As my lungs began to burn, urging me to come up for air, my fears told me to stay down even more urgently.
Reaching something of a compromise, I stuck the reed still clamped in my mouth up above the water’s surface, blew out the silty water in the plant’s hollow, and took a welcome breath.
Slowly regathering my wits—recognizing that I could only use that term loosely in my case—I sought outward with my inner vision, keeping my eyes closed all the while as I tried to locate the source of Alric’s concern.
To my dismay, and the further undermining of my sense of self-worth, I realized the wyverns had not fled my presence.
The dragonkin had bolted from something far worse.
A massive shape sullied the heavens, its vile presence spreading over the treetops in an abominable stain as it circled lazily above.
The infernal was an eclipse of evil, a vast presence blocking the light above, the chill of winter manifest, roaring up from the deepest lifeless pits and the maw of insanity, threatening to consume any who peered too deeply within its mind-shattering heart.
Without my eyes to see its physical manifestation, I only sensed the demon’s presence.
And that was more than enough.
Whatever it was, the demon was a thing of true power, essence-drinking Darkness radiating out from its many-limbed form in clouds of abnegation.

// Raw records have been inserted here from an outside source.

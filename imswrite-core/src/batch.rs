//! Batches exchanged between the pipeline, the downsampler and the writer.

use crate::pixel::{Histogram, PixelBuffer};

/// One staged input plane, or a synthesized padding slice.
#[derive(Debug, Clone, PartialEq, Eq)]
pub struct SourceSlice {
    /// Pixels of the plane; `None` for padding appended after the last real slice.
    pub pixels: Option<PixelBuffer>,
    /// Base-level Z index.
    pub slice: usize,
    pub channel: usize,
    pub frame: usize,
    /// Acquisition timestamp, "YYYY-MM-DD HH:MM:SS.XXX".
    pub timestamp: Option<String>,
}

impl SourceSlice {
    /// Creates a real plane.
    #[must_use]
    pub fn new(
        pixels: PixelBuffer,
        slice: usize,
        channel: usize,
        frame: usize,
        timestamp: Option<String>,
    ) -> Self {
        Self {
            pixels: Some(pixels),
            slice,
            channel,
            frame,
            timestamp,
        }
    }

    /// Creates a padding slice used to complete the last batch of a stack.
    #[must_use]
    pub fn padding(slice: usize, channel: usize, frame: usize) -> Self {
        Self {
            pixels: None,
            slice,
            channel,
            frame,
            timestamp: None,
        }
    }

    #[must_use]
    pub fn is_padding(&self) -> bool {
        self.pixels.is_none()
    }
}

/// A batch of consecutive slices of one channel at every resolution level.
///
/// `levels[r][i]` holds the level-`r` slice that starts at batch offset `i`.
/// Coarser levels only populate offsets that are multiples of their Z
/// reduction factor; the remaining entries are `None`.
#[derive(Debug, Clone, PartialEq, Eq)]
pub struct PixelBatch {
    pub channel: usize,
    /// Base-level Z index of the first slice in the batch.
    pub start_slice: usize,
    pub frame: usize,
    pub timestamp: Option<String>,
    /// Number of real (non-padding) slices in the batch.
    pub real_slices: usize,
    pub levels: Vec<Vec<Option<PixelBuffer>>>,
    /// Finished per-level histograms, attached to the last batch of a channel's frame.
    pub histograms: Option<Vec<Histogram>>,
}

impl PixelBatch {
    /// Number of base-level slices covered by the batch, padding included.
    #[must_use]
    pub fn len(&self) -> usize {
        self.levels.first().map_or(0, Vec::len)
    }

    #[must_use]
    pub fn is_empty(&self) -> bool {
        self.len() == 0
    }

    /// Iterates the present slices of one level as `(batch offset, pixels)`.
    pub fn level_slices(&self, level: usize) -> impl Iterator<Item = (usize, &PixelBuffer)> {
        self.levels
            .get(level)
            .into_iter()
            .flat_map(|slices| slices.iter().enumerate())
            .filter_map(|(offset, slice)| slice.as_ref().map(|pixels| (offset, pixels)))
    }
}

#[cfg(test)]
mod tests {
    use super::*;

    #[test]
    fn test_level_slices_skips_absent() {
        let batch = PixelBatch {
            channel: 0,
            start_slice: 4,
            frame: 0,
            timestamp: None,
            real_slices: 2,
            levels: vec![
                vec![
                    Some(PixelBuffer::from(vec![1u8])),
                    Some(PixelBuffer::from(vec![2u8])),
                ],
                vec![Some(PixelBuffer::from(vec![3u8])), None],
            ],
            histograms: None,
        };
        assert_eq!(batch.len(), 2);
        let offsets: Vec<_> = batch.level_slices(1).map(|(offset, _)| offset).collect();
        assert_eq!(offsets, vec![0]);
        assert_eq!(batch.level_slices(0).count(), 2);
        assert_eq!(batch.level_slices(5).count(), 0);
    }

    #[test]
    fn test_padding_slice() {
        let slice = SourceSlice::padding(7, 1, 0);
        assert!(slice.is_padding());
        assert!(slice.timestamp.is_none());
    }
}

Thankfully, it was not looking for me.
I hoped.
I was never so glad to stay put in a swamp, my anxieties of what might lay in wait to snatch me up in the murky waters far less than my fear of facing the monster flying overhead.
“What is that, Alric?”
Alric’s voice was a low growl. “That, Saedeus, is a Duaga, a demon lord.”
That was something I never wanted to encounter again.

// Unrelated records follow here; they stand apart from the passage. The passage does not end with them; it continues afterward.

//! In-process storage backend.
//!
//! `MemoryBackend` keeps the written tree in memory behind an
//! `Arc<Mutex<_>>`. Clones share state, so a test can hand one clone to the
//! writer thread and inspect the result through another after closing.

use crate::backend::{DatasetSpec, ElementType, Handle, StorageBackend};
use crate::{Error, Result};
use imswrite_core::pixel::PixelBuffer;
use std::collections::{BTreeMap, HashMap};
use std::path::{Path, PathBuf};
use std::sync::{Arc, Mutex, MutexGuard, PoisonError};

/// A stored attribute value.
#[derive(Debug, Clone, PartialEq, Eq)]
pub enum Attribute {
    Text(String),
    U32(u32),
}

impl Attribute {
    #[must_use]
    pub fn as_text(&self) -> Option<&str> {
        match self {
            Self::Text(text) => Some(text),
            Self::U32(_) => None,
        }
    }
}

/// A stored dataset. Samples of every element type are widened to `u64`.
#[derive(Debug, Clone, PartialEq, Eq)]
pub struct StoredDataset {
    pub spec: DatasetSpec,
    pub values: Vec<u64>,
    /// Number of write calls that touched the dataset.
    pub writes: usize,
}

impl StoredDataset {
    /// Reads one element of a 3-D dataset.
    #[must_use]
    pub fn get(&self, z: usize, y: usize, x: usize) -> Option<u64> {
        let [_, rows, cols] = self.spec.shape[..] else {
            return None;
        };
        self.values.get((z * rows + y) * cols + x).copied()
    }

    /// Returns one `height × width` plane of a 3-D dataset.
    #[must_use]
    pub fn plane(&self, z: usize, height: usize, width: usize) -> Vec<u64> {
        (0..height)
            .flat_map(|y| (0..width).map(move |x| (y, x)))
            .filter_map(|(y, x)| self.get(z, y, x))
            .collect()
    }
}

#[derive(Debug, Default)]
struct Node {
    attributes: BTreeMap<String, Attribute>,
    dataset: Option<StoredDataset>,
}

#[derive(Debug, Default)]
struct MemoryState {
    path: Option<PathBuf>,
    nodes: BTreeMap<String, Node>,
    open: HashMap<Handle, String>,
    next_handle: u64,
    file_closed: bool,
    writes: usize,
    fail_after_writes: Option<usize>,
}

impl MemoryState {
    fn allocate(&mut self, path: String) -> Handle {
        self.next_handle += 1;
        let handle = Handle::new(self.next_handle);
        self.open.insert(handle, path);
        handle
    }

    fn resolve(&self, handle: Handle) -> Result<String> {
        self.open
            .get(&handle)
            .cloned()
            .ok_or_else(|| Error::Backend(format!("handle {handle} is not open")))
    }

    fn group_path(&self, handle: Handle) -> Result<String> {
        let path = self.resolve(handle)?;
        match self.nodes.get(&path) {
            Some(node) if node.dataset.is_none() => Ok(path),
            _ => Err(Error::Backend(format!("{path} is not a group"))),
        }
    }

    fn create_node(&mut self, parent: Handle, name: &str, node: Node) -> Result<Handle> {
        let parent = self.group_path(parent)?;
        let path = child_path(&parent, name);
        if self.nodes.contains_key(&path) {
            return Err(Error::Backend(format!("{path} already exists")));
        }
        self.nodes.insert(path.clone(), node);
        Ok(self.allocate(path))
    }

    fn set_attribute(&mut self, object: Handle, name: &str, value: Attribute) -> Result<()> {
        let path = self.resolve(object)?;
        let node = self
            .nodes
            .get_mut(&path)
            .ok_or_else(|| Error::Backend(format!("{path} does not exist")))?;
        if node.attributes.contains_key(name) {
            return Err(Error::Backend(format!("attribute {name} exists on {path}")));
        }
        node.attributes.insert(name.to_string(), value);
        Ok(())
    }

    fn dataset_mut(&mut self, handle: Handle) -> Result<&mut StoredDataset> {
        let path = self.resolve(handle)?;
        if let Some(limit) = self.fail_after_writes {
            if self.writes >= limit {
                return Err(Error::Backend(format!(
                    "injected failure writing {path} after {limit} writes"
                )));
            }
        }
        self.writes += 1;
        self.nodes
            .get_mut(&path)
            .and_then(|node| node.dataset.as_mut())
            .ok_or_else(|| Error::Backend(format!("{path} is not a dataset")))
    }
}

fn child_path(parent: &str, name: &str) -> String {
    if parent == "/" {
        format!("/{name}")
    } else {
        format!("{parent}/{name}")
    }
}

/// Storage backend that records everything in memory.
#[derive(Debug, Clone, Default)]
pub struct MemoryBackend {
    state: Arc<Mutex<MemoryState>>,
}

impl MemoryBackend {
    #[must_use]
    pub fn new() -> Self {
        Self::default()
    }

    /// A backend whose dataset writes fail once `writes` of them succeeded.
    ///
    /// Test helper for exercising writer-thread failures. Files written
    /// through it are incomplete by construction.
    #[doc(hidden)]
    #[must_use]
    pub fn failing_after(writes: usize) -> Self {
        let backend = Self::new();
        backend.state().fail_after_writes = Some(writes);
        backend
    }

    fn state(&self) -> MutexGuard<'_, MemoryState> {
        self.state.lock().unwrap_or_else(PoisonError::into_inner)
    }

    /// Path passed to the last `create_file`.
    #[must_use]
    pub fn path(&self) -> Option<PathBuf> {
        self.state().path.clone()
    }

    /// Returns true once the file handle has been closed.
    #[must_use]
    pub fn is_closed(&self) -> bool {
        self.state().file_closed
    }

    /// Number of handles that were opened and never closed.
    #[must_use]
    pub fn open_handles(&self) -> usize {
        self.state().open.len()
    }

    /// Returns true if a group or dataset exists at `path`.
    #[must_use]
    pub fn contains(&self, path: &str) -> bool {
        self.state().nodes.contains_key(path)
    }

    /// Names of the direct children of a group, sorted.
    #[must_use]
    pub fn children(&self, path: &str) -> Vec<String> {
        let prefix = child_path(path, "");
        self.state()
            .nodes
            .keys()
            .filter_map(|key| key.strip_prefix(&prefix))
            .filter(|rest| !rest.is_empty() && !rest.contains('/'))
            .map(str::to_string)
            .collect()
    }

    #[must_use]
    pub fn attribute(&self, path: &str, name: &str) -> Option<Attribute> {
        self.state()
            .nodes
            .get(path)
            .and_then(|node| node.attributes.get(name).cloned())
    }

    /// Reads a string attribute.
    #[must_use]
    pub fn text_attribute(&self, path: &str, name: &str) -> Option<String> {
        self.attribute(path, name)
            .and_then(|attribute| attribute.as_text().map(str::to_string))
    }

    #[must_use]
    pub fn dataset(&self, path: &str) -> Option<StoredDataset> {
        self.state()
            .nodes
            .get(path)
            .and_then(|node| node.dataset.clone())
    }
}

impl StorageBackend for MemoryBackend {
    fn create_file(&mut self, path: &Path) -> Result<Handle> {
        let mut state = self.state();
        if state.path.is_some() && !state.file_closed {
            return Err(Error::Backend("a file is already open".to_string()));
        }
        state.path = Some(path.to_path_buf());
        state.nodes.clear();
        state.file_closed = false;
        state.nodes.insert("/".to_string(), Node::default());
        Ok(state.allocate("/".to_string()))
    }

    fn create_group(&mut self, parent: Handle, name: &str) -> Result<Handle> {
        self.state().create_node(parent, name, Node::default())
    }

    fn create_dataset(
        &mut self,
        parent: Handle,
        name: &str,
        spec: &DatasetSpec,
    ) -> Result<Handle> {
        if let Some(chunk) = &spec.chunk {
            if chunk.len() != spec.shape.len() || chunk.contains(&0) {
                return Err(Error::Backend(format!(
                    "chunk {chunk:?} does not match shape {:?}",
                    spec.shape
                )));
            }
        }
        let node = Node {
            attributes: BTreeMap::new(),
            dataset: Some(StoredDataset {
                spec: spec.clone(),
                values: vec![0; spec.len()],
                writes: 0,
            }),
        };
        self.state().create_node(parent, name, node)
    }

    fn write_attribute(&mut self, object: Handle, name: &str, value: &str) -> Result<()> {
        self.state()
            .set_attribute(object, name, Attribute::Text(value.to_string()))
    }

    fn write_attribute_u32(&mut self, object: Handle, name: &str, value: u32) -> Result<()> {
        self.state().set_attribute(object, name, Attribute::U32(value))
    }

    fn write_hyperslab(
        &mut self,
        dataset: Handle,
        z: usize,
        height: usize,
        width: usize,
        pixels: &PixelBuffer,
    ) -> Result<()> {
        let mut state = self.state();
        let stored = state.dataset_mut(dataset)?;
        let [depth, rows, cols] = stored.spec.shape[..] else {
            return Err(Error::Backend(format!(
                "hyperslab write into rank-{} dataset",
                stored.spec.shape.len()
            )));
        };
        if z >= depth || height > rows || width > cols {
            return Err(Error::Backend(format!(
                "plane {height}x{width} at z={z} exceeds dataset {:?}",
                stored.spec.shape
            )));
        }
        if pixels.len() != height * width {
            return Err(Error::Backend(format!(
                "plane holds {} samples, expected {}",
                pixels.len(),
                height * width
            )));
        }
        if ElementType::from(pixels.byte_depth()) != stored.spec.element {
            return Err(Error::Backend(format!(
                "{} plane written into {:?} dataset",
                pixels.byte_depth(),
                stored.spec.element
            )));
        }
        for y in 0..height {
            let row = (z * rows + y) * cols;
            for x in 0..width {
                stored.values[row + x] = u64::from(pixels.sample(y * width + x));
            }
        }
        stored.writes += 1;
        Ok(())
    }

    fn write_whole(&mut self, dataset: Handle, values: &[u64]) -> Result<()> {
        let mut state = self.state();
        let stored = state.dataset_mut(dataset)?;
        if stored.spec.element != ElementType::U64 || values.len() != stored.spec.len() {
            return Err(Error::Backend(format!(
                "{} u64 values written into {:?} dataset of shape {:?}",
                values.len(),
                stored.spec.element,
                stored.spec.shape
            )));
        }
        stored.values.copy_from_slice(values);
        stored.writes += 1;
        Ok(())
    }

    fn close(&mut self, handle: Handle) -> Result<()> {
        let mut state = self.state();
        let path = state
            .open
            .remove(&handle)
            .ok_or_else(|| Error::Backend(format!("handle {handle} is not open")))?;
        if path == "/" {
            state.file_closed = true;
        }
        Ok(())
    }
}

#[cfg(test)]
mod tests {
    use super::*;

    #[test]
    fn test_tree_and_attributes() {
        let mut backend = MemoryBackend::new();
        let view = backend.clone();

        let root = backend.create_file(Path::new("out.ims")).unwrap();
        let group = backend.create_group(root, "DataSet").unwrap();
        backend.write_attribute(group, "Name", "stack").unwrap();
        backend.write_attribute_u32(root, "NumberOfDataSets", 1).unwrap();

        assert!(view.contains("/DataSet"));
        assert_eq!(view.children("/"), vec!["DataSet".to_string()]);
        assert_eq!(view.text_attribute("/DataSet", "Name").as_deref(), Some("stack"));
        assert_eq!(
            view.attribute("/", "NumberOfDataSets"),
            Some(Attribute::U32(1))
        );
        assert!(backend.write_attribute(group, "Name", "again").is_err());
        assert!(backend.create_group(root, "DataSet").is_err());

        backend.close(group).unwrap();
        assert!(backend.create_group(group, "Child").is_err());
        backend.close(root).unwrap();
        assert!(view.is_closed());
        assert_eq!(view.open_handles(), 0);
        assert_eq!(view.path(), Some(PathBuf::from("out.ims")));
    }

    #[test]
    fn test_hyperslab_write_into_container() {
        let mut backend = MemoryBackend::new();
        let root = backend.create_file(Path::new("out.ims")).unwrap();
        let spec = DatasetSpec::chunked(vec![2, 4, 4], ElementType::U8, vec![2, 4, 4], Some(2));
        let data = backend.create_dataset(root, "Data", &spec).unwrap();

        let plane = PixelBuffer::from(vec![1u8, 2, 3, 4, 5, 6]);
        backend.write_hyperslab(data, 1, 2, 3, &plane).unwrap();

        let stored = backend.dataset("/Data").unwrap();
        assert_eq!(stored.get(1, 0, 0), Some(1));
        assert_eq!(stored.get(1, 1, 2), Some(6));
        assert_eq!(stored.get(1, 0, 3), Some(0));
        assert_eq!(stored.plane(1, 2, 3), vec![1, 2, 3, 4, 5, 6]);
        assert_eq!(stored.writes, 1);

        assert!(backend.write_hyperslab(data, 2, 2, 3, &plane).is_err());
        let wide = PixelBuffer::from(vec![0u16; 6]);
        assert!(backend.write_hyperslab(data, 0, 2, 3, &wide).is_err());
    }

    #[test]
    fn test_write_whole_checks_length() {
        let mut backend = MemoryBackend::new();
        let root = backend.create_file(Path::new("out.ims")).unwrap();
        let spec = DatasetSpec::contiguous(vec![4], ElementType::U64);
        let histogram = backend.create_dataset(root, "Histogram", &spec).unwrap();
        assert!(backend.write_whole(histogram, &[1, 2, 3]).is_err());
        backend.write_whole(histogram, &[1, 2, 3, 4]).unwrap();
        assert_eq!(backend.dataset("/Histogram").unwrap().values, vec![1, 2, 3, 4]);
    }

    #[test]
    fn test_injected_failure() {
        let mut backend = MemoryBackend::failing_after(1);
        let root = backend.create_file(Path::new("out.ims")).unwrap();
        let spec = DatasetSpec::contiguous(vec![1], ElementType::U64);
        let dataset = backend.create_dataset(root, "Values", &spec).unwrap();
        backend.write_whole(dataset, &[7]).unwrap();
        assert!(matches!(
            backend.write_whole(dataset, &[8]),
            Err(Error::Backend(_))
        ));
    }
}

“Can it not sense Loer’allon’s presence?
“Why is it not coming for us?”
“Loer’allon can mask her essence, as you will need to learn to do.”

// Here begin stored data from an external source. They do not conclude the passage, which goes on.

//! HDF5 storage backend.
//!
//! Maps the [`StorageBackend`] primitives onto `hdf5` files, groups and
//! datasets. String attributes use the Imaris convention of a 1-D array of
//! one-character ASCII strings.

use crate::backend::{DatasetSpec, ElementType, Handle, StorageBackend};
use crate::{Error, Result};
use hdf5::types::{FixedAscii, H5Type};
use hdf5::{Dataset, File, Group, Location};
use imswrite_core::pixel::PixelBuffer;
use ndarray::{s, ArrayView1, ArrayView3};
use std::collections::HashMap;
use std::path::Path;

enum Object {
    File(File),
    Group(Group),
    Dataset(Dataset),
}

/// Storage backend writing real HDF5 files.
#[derive(Default)]
pub struct Hdf5Backend {
    objects: HashMap<Handle, Object>,
    next_handle: u64,
}

impl Hdf5Backend {
    #[must_use]
    pub fn new() -> Self {
        Self::default()
    }

    fn insert(&mut self, object: Object) -> Handle {
        self.next_handle += 1;
        let handle = Handle::new(self.next_handle);
        self.objects.insert(handle, object);
        handle
    }

    fn object(&self, handle: Handle) -> Result<&Object> {
        self.objects
            .get(&handle)
            .ok_or_else(|| Error::Backend(format!("handle {handle} is not open")))
    }

    fn group(&self, handle: Handle) -> Result<&Group> {
        match self.object(handle)? {
            Object::File(file) => Ok(file),
            Object::Group(group) => Ok(group),
            Object::Dataset(_) => Err(Error::Backend(format!("handle {handle} is a dataset"))),
        }
    }

    fn location(&self, handle: Handle) -> Result<&Location> {
        match self.object(handle)? {
            Object::File(file) => Ok(file),
            Object::Group(group) => Ok(group),
            Object::Dataset(dataset) => Ok(dataset),
        }
    }

    fn dataset(&self, handle: Handle) -> Result<&Dataset> {
        match self.object(handle)? {
            Object::Dataset(dataset) => Ok(dataset),
            _ => Err(Error::Backend(format!("handle {handle} is not a dataset"))),
        }
    }
}

impl StorageBackend for Hdf5Backend {
    fn create_file(&mut self, path: &Path) -> Result<Handle> {
        let file = File::create(path)?;
        log::debug!("created HDF5 file {}", path.display());
        Ok(self.insert(Object::File(file)))
    }

    fn create_group(&mut self, parent: Handle, name: &str) -> Result<Handle> {
        let group = self.group(parent)?.create_group(name)?;
        Ok(self.insert(Object::Group(group)))
    }

    fn create_dataset(
        &mut self,
        parent: Handle,
        name: &str,
        spec: &DatasetSpec,
    ) -> Result<Handle> {
        let group = self.group(parent)?;
        let dataset = match spec.element {
            ElementType::U8 => create_dataset::<u8>(group, name, spec)?,
            ElementType::U16 => create_dataset::<u16>(group, name, spec)?,
            ElementType::U64 => create_dataset::<u64>(group, name, spec)?,
        };
        Ok(self.insert(Object::Dataset(dataset)))
    }

    fn write_attribute(&mut self, object: Handle, name: &str, value: &str) -> Result<()> {
        let chars = value
            .bytes()
            .map(|byte| FixedAscii::<1>::from_ascii(&[byte]))
            .collect::<std::result::Result<Vec<_>, _>>()
            .map_err(|err| {
                Error::InvalidFormat(format!("attribute {name}={value:?} is not ASCII: {err}"))
            })?;
        let attr = self
            .location(object)?
            .new_attr::<FixedAscii<1>>()
            .shape((chars.len(),))
            .create(name)?;
        attr.write(ArrayView1::from(chars.as_slice()))?;
        Ok(())
    }

    fn write_attribute_u32(&mut self, object: Handle, name: &str, value: u32) -> Result<()> {
        let attr = self
            .location(object)?
            .new_attr::<u32>()
            .shape((1,))
            .create(name)?;
        attr.write(ArrayView1::from(&[value][..]))?;
        Ok(())
    }

    fn write_hyperslab(
        &mut self,
        dataset: Handle,
        z: usize,
        height: usize,
        width: usize,
        pixels: &PixelBuffer,
    ) -> Result<()> {
        let dataset = self.dataset(dataset)?;
        match pixels {
            PixelBuffer::U8(values) => write_plane(dataset, z, height, width, values),
            PixelBuffer::U16(values) => write_plane(dataset, z, height, width, values),
        }
    }

    fn write_whole(&mut self, dataset: Handle, values: &[u64]) -> Result<()> {
        self.dataset(dataset)?.write(ArrayView1::from(values))?;
        Ok(())
    }

    fn close(&mut self, handle: Handle) -> Result<()> {
        match self.objects.remove(&handle) {
            Some(Object::File(file)) => {
                file.close()?;
                Ok(())
            }
            Some(Object::Group(_) | Object::Dataset(_)) => Ok(()),
            None => Err(Error::Backend(format!("handle {handle} is not open"))),
        }
    }
}

fn create_dataset<T: H5Type>(group: &Group, name: &str, spec: &DatasetSpec) -> Result<Dataset> {
    let builder = group.new_dataset::<T>();
    let mut builder = match (spec.shape.as_slice(), spec.chunk.as_deref()) {
        (&[len], None) => builder.shape((len,)),
        (&[len], Some(&[chunk])) => builder.shape((len,)).chunk((chunk,)),
        (&[z, y, x], None) => builder.shape((z, y, x)),
        (&[z, y, x], Some(&[cz, cy, cx])) => builder.shape((z, y, x)).chunk((cz, cy, cx)),
        _ => {
            return Err(Error::InvalidFormat(format!(
                "unsupported dataset shape {:?} with chunk {:?}",
                spec.shape, spec.chunk
            )))
        }
    };
    if let (Some(_), Some(level)) = (&spec.chunk, spec.compression) {
        builder = builder.deflate(level);
    }
    Ok(builder.create(name)?)
}

fn write_plane<T: H5Type>(
    dataset: &Dataset,
    z: usize,
    height: usize,
    width: usize,
    values: &[T],
) -> Result<()> {
    let view = ArrayView3::from_shape((1, height, width), values).map_err(|err| {
        Error::InvalidFormat(format!(
            "plane of {} samples is not {height}x{width}: {err}",
            values.len()
        ))
    })?;
    dataset.write_slice(view, s![z..=z, 0..height, 0..width])?;
    Ok(())
}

He paused, then added, “You are beneath the demon lord’s notice, Saedeus. For that, you should be thankful until the end of your days.”
I was already thankful and the day had not ended yet.
When the demon had been gone so long that I began to go numb from cold, when I had not sensed its soul-marring essence in many long minutes, I decided there was a small chance that I might be safe enough to risk getting out of the water.
If only for a moment.
I crawled up the bank shivering, unable to feel my extremities or properly control their movement.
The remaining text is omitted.